## Exercise directions
Pull every line with "that" from the entries below.

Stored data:
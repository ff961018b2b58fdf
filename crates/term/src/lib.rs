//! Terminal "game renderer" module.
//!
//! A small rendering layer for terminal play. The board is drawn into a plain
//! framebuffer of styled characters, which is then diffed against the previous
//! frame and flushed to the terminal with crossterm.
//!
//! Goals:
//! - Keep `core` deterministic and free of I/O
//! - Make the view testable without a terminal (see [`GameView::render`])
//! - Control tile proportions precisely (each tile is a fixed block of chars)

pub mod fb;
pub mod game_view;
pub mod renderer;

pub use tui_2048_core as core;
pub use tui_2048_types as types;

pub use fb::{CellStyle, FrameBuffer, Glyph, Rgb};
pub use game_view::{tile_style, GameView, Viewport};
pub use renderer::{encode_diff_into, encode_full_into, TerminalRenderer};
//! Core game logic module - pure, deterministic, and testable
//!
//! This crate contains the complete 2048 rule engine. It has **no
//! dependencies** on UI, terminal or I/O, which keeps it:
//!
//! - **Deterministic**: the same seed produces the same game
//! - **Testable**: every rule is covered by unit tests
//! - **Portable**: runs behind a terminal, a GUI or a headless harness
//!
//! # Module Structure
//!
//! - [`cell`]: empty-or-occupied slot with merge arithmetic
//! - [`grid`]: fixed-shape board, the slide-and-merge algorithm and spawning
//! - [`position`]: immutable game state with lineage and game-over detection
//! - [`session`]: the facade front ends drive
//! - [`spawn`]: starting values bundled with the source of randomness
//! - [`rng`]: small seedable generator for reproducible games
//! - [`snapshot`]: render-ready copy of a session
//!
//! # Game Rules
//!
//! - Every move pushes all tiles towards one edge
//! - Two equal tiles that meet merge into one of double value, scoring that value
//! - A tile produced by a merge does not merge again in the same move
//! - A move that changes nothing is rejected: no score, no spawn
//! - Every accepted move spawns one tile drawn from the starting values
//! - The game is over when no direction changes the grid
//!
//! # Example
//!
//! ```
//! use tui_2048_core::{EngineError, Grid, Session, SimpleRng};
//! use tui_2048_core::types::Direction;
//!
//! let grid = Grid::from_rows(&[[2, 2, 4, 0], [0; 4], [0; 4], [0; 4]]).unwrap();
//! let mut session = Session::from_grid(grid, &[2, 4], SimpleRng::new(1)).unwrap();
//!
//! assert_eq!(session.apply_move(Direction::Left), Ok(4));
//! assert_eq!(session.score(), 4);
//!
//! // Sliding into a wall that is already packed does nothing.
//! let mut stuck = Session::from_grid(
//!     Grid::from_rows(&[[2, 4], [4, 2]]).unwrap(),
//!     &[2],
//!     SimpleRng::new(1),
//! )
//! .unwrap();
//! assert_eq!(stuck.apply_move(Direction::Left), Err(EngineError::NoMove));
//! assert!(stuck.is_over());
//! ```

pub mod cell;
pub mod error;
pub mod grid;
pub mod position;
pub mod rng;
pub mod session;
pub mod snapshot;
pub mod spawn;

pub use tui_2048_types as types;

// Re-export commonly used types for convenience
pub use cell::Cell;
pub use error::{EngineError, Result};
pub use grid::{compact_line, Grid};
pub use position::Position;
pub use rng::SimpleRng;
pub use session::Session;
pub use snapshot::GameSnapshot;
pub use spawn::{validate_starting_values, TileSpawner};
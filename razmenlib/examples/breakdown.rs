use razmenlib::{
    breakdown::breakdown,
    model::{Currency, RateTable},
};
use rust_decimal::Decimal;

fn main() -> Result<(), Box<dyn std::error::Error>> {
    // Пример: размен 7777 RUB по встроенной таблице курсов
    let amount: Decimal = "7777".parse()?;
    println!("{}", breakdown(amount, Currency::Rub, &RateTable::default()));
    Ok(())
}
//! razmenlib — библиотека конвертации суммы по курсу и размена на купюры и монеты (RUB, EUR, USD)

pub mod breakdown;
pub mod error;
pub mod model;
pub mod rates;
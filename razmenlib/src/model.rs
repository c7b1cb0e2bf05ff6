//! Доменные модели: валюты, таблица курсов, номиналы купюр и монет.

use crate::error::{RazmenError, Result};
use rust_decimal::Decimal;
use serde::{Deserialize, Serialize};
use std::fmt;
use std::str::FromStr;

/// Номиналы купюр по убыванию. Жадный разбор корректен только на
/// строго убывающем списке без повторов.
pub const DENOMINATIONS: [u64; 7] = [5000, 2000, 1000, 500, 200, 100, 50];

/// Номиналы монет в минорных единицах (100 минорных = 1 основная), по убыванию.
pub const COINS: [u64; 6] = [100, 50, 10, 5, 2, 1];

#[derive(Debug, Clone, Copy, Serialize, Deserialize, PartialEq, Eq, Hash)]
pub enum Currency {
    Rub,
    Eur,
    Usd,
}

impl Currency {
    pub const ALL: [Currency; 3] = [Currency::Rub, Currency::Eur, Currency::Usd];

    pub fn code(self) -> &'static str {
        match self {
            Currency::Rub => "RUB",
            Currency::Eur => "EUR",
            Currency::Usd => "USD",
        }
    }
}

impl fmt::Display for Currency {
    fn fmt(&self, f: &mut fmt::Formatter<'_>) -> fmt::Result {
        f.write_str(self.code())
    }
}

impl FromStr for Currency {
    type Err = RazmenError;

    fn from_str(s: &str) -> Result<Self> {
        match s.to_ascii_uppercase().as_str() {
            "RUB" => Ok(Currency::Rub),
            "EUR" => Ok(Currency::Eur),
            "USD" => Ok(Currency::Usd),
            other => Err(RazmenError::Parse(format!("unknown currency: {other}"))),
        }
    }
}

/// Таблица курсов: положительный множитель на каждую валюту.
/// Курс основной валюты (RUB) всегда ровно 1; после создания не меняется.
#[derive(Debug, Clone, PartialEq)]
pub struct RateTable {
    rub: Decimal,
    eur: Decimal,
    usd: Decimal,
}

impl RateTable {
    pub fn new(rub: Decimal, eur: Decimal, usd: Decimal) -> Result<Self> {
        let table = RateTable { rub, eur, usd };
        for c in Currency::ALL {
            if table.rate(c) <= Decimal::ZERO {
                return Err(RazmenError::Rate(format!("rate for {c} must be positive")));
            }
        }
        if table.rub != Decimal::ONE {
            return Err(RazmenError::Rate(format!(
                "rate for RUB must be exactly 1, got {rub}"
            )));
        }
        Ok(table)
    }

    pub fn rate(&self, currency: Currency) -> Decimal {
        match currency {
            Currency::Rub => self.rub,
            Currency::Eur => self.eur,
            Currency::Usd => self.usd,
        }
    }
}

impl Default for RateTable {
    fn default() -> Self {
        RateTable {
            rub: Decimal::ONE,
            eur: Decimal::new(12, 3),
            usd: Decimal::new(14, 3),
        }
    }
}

## Solved problem
//! - Two equal tiles that meet merge into one of double value, scoring that value
//! - A move that changes nothing is rejected: no score, no spawn
//! // Sliding into a wall that is already packed does nothing.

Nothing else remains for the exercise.